== About this task ==
The complete listing below should be transcribed precisely.

== Data for this exercise ==

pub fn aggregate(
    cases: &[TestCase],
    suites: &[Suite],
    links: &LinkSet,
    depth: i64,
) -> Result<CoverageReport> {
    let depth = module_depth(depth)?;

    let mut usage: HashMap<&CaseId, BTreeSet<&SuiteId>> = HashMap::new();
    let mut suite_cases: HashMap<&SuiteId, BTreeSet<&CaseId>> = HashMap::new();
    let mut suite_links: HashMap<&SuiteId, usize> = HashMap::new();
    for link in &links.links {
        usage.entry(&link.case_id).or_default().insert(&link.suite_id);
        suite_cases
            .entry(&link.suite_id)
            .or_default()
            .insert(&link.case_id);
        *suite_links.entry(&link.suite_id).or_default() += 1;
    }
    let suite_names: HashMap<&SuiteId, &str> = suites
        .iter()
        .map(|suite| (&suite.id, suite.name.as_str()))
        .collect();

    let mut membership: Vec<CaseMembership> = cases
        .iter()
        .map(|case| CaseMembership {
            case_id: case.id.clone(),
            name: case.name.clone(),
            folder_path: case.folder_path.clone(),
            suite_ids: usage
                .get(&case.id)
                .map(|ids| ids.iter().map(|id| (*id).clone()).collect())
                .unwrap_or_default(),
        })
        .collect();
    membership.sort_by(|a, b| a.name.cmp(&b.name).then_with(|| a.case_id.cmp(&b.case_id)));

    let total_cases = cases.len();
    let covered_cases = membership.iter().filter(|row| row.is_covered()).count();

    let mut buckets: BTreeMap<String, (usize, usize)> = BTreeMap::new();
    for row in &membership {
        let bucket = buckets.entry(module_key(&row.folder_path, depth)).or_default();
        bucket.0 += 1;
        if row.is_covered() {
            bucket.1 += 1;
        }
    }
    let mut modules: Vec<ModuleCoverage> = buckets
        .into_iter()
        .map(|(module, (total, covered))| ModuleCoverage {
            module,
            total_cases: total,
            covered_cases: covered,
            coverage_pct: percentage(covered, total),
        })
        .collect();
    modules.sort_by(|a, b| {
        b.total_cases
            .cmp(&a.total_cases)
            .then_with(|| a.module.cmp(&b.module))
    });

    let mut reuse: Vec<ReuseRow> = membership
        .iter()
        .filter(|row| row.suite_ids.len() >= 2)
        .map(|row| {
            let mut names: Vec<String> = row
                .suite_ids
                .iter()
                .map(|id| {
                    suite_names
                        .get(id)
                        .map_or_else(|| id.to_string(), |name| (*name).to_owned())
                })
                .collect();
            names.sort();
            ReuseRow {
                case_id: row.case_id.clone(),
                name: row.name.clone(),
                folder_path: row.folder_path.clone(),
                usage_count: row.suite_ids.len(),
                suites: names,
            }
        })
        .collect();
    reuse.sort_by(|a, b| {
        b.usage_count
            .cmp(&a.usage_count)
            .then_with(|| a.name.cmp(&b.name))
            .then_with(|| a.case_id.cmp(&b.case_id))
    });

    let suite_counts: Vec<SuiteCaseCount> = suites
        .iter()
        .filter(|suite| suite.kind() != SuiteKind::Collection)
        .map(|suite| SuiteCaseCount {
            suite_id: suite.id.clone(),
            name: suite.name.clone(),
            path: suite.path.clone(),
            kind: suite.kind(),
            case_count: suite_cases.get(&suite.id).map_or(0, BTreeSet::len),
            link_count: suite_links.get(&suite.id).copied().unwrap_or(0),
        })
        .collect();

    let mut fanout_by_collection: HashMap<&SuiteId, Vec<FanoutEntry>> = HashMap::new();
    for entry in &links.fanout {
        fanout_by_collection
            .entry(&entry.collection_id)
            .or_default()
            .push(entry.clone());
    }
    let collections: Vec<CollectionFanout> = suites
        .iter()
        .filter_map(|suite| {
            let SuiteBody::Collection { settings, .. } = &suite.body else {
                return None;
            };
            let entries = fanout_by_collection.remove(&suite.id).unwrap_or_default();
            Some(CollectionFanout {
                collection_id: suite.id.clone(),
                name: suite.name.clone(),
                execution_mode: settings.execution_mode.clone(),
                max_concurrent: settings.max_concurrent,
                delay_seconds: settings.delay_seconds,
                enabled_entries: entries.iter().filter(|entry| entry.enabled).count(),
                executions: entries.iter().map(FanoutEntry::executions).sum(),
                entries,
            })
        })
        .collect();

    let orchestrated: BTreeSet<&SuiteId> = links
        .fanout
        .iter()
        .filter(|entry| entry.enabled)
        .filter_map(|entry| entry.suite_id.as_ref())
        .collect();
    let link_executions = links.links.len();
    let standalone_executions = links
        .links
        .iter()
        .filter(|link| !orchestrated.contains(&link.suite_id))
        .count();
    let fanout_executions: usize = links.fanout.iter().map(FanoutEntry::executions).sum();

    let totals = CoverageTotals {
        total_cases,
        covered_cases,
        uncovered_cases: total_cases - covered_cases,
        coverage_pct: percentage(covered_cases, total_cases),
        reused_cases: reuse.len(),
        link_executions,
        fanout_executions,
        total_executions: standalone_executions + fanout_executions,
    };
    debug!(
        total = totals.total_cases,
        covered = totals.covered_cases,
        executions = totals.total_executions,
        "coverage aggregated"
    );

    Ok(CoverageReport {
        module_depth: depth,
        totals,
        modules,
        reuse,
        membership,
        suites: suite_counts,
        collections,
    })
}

== Solved exercise ==
pub fn aggregate(
    cases: &[TestCase],
    suites: &[Suite],
    links: &LinkSet,
    depth: i64,
) -> Result<CoverageReport> {
    let depth = module_depth(depth)?;

    let mut usage: HashMap<&CaseId, BTreeSet<&SuiteId>> = HashMap::new();
    let mut suite_cases: HashMap<&SuiteId, BTreeSet<&CaseId>> = HashMap::new();
    let mut suite_links: HashMap<&SuiteId, usize> = HashMap::new();
    for link in &links.links {
        usage.entry(&link.case_id).or_default().insert(&link.suite_id);
        suite_cases
            .entry(&link.suite_id)
            .or_default()
            .insert(&link.case_id);
        *suite_links.entry(&link.suite_id).or_default() += 1;
    }
    let suite_names: HashMap<&SuiteId, &str> = suites
        .iter()
        .map(|suite| (&suite.id, suite.name.as_str()))
        .collect();

    let mut membership: Vec<CaseMembership> = cases
        .iter()
        .map(|case| CaseMembership {
            case_id: case.id.clone(),
            name: case.name.clone(),
            folder_path: case.folder_path.clone(),
            suite_ids: usage
                .get(&case.id)
                .map(|ids| ids.iter().map(|id| (*id).clone()).collect())
                .unwrap_or_default(),
        })
        .collect();
    membership.sort_by(|a, b| a.name.cmp(&b.name).then_with(|| a.case_id.cmp(&b.case_id)));

    let total_cases = cases.len();
    let covered_cases = membership.iter().filter(|row| row.is_covered()).count();

    let mut buckets: BTreeMap<String, (usize, usize)> = BTreeMap::new();
    for row in &membership {
        let bucket = buckets.entry(module_key(&row.folder_path, depth)).or_default();
        bucket.0 += 1;
        if row.is_covered() {
            bucket.1 += 1;
        }
    }
    let mut modules: Vec<ModuleCoverage> = buckets
        .into_iter()
        .map(|(module, (total, covered))| ModuleCoverage {
            module,
            total_cases: total,
            covered_cases: covered,
            coverage_pct: percentage(covered, total),
        })
        .collect();
    modules.sort_by(|a, b| {
        b.total_cases
            .cmp(&a.total_cases)
            .then_with(|| a.module.cmp(&b.module))
    });

    let mut reuse: Vec<ReuseRow> = membership
        .iter()
        .filter(|row| row.suite_ids.len() >= 2)
        .map(|row| {
            let mut names: Vec<String> = row
                .suite_ids
                .iter()
                .map(|id| {
                    suite_names
                        .get(id)
                        .map_or_else(|| id.to_string(), |name| (*name).to_owned())
                })
                .collect();
            names.sort();
            ReuseRow {
                case_id: row.case_id.clone(),
                name: row.name.clone(),
                folder_path: row.folder_path.clone(),
                usage_count: row.suite_ids.len(),
                suites: names,
            }
        })
        .collect();
    reuse.sort_by(|a, b| {
        b.usage_count
            .cmp(&a.usage_count)
            .then_with(|| a.name.cmp(&b.name))
            .then_with(|| a.case_id.cmp(&b.case_id))
    });

    let suite_counts: Vec<SuiteCaseCount> = suites
        .iter()
        .filter(|suite| suite.kind() != SuiteKind::Collection)
        .map(|suite| SuiteCaseCount {
            suite_id: suite.id.clone(),
            name: suite.name.clone(),
            path: suite.path.clone(),
            kind: suite.kind(),
            case_count: suite_cases.get(&suite.id).map_or(0, BTreeSet::len),
            link_count: suite_links.get(&suite.id).copied().unwrap_or(0),
        })
        .collect();

    let mut fanout_by_collection: HashMap<&SuiteId, Vec<FanoutEntry>> = HashMap::new();
    for entry in &links.fanout {
        fanout_by_collection
            .entry(&entry.collection_id)
            .or_default()
            .push(entry.clone());
    }
    let collections: Vec<CollectionFanout> = suites
        .iter()
        .filter_map(|suite| {
            let SuiteBody::Collection { settings, .. } = &suite.body else {
                return None;
            };
            let entries = fanout_by_collection.remove(&suite.id).unwrap_or_default();
            Some(CollectionFanout {
                collection_id: suite.id.clone(),
                name: suite.name.clone(),
                execution_mode: settings.execution_mode.clone(),
                max_concurrent: settings.max_concurrent,
                delay_seconds: settings.delay_seconds,
                enabled_entries: entries.iter().filter(|entry| entry.enabled).count(),
                executions: entries.iter().map(FanoutEntry::executions).sum(),
                entries,
            })
        })
        .collect();

    let orchestrated: BTreeSet<&SuiteId> = links
        .fanout
        .iter()
        .filter(|entry| entry.enabled)
        .filter_map(|entry| entry.suite_id.as_ref())
        .collect();
    let link_executions = links.links.len();
    let standalone_executions = links
        .links
        .iter()
        .filter(|link| !orchestrated.contains(&link.suite_id))
        .count();
    let fanout_executions: usize = links.fanout.iter().map(FanoutEntry::executions).sum();

    let totals = CoverageTotals {
        total_cases,
        covered_cases,
        uncovered_cases: total_cases - covered_cases,
        coverage_pct: percentage(covered_cases, total_cases),
        reused_cases: reuse.len(),
        link_executions,
        fanout_executions,
        total_executions: standalone_executions + fanout_executions,
    };
    debug!(
        total = totals.total_cases,
        covered = totals.covered_cases,
        executions = totals.total_executions,
        "coverage aggregated"
    );

    Ok(CoverageReport {
        module_depth: depth,
        totals,
        modules,
        reuse,
        membership,
        suites: suite_counts,
        collections,
    })
}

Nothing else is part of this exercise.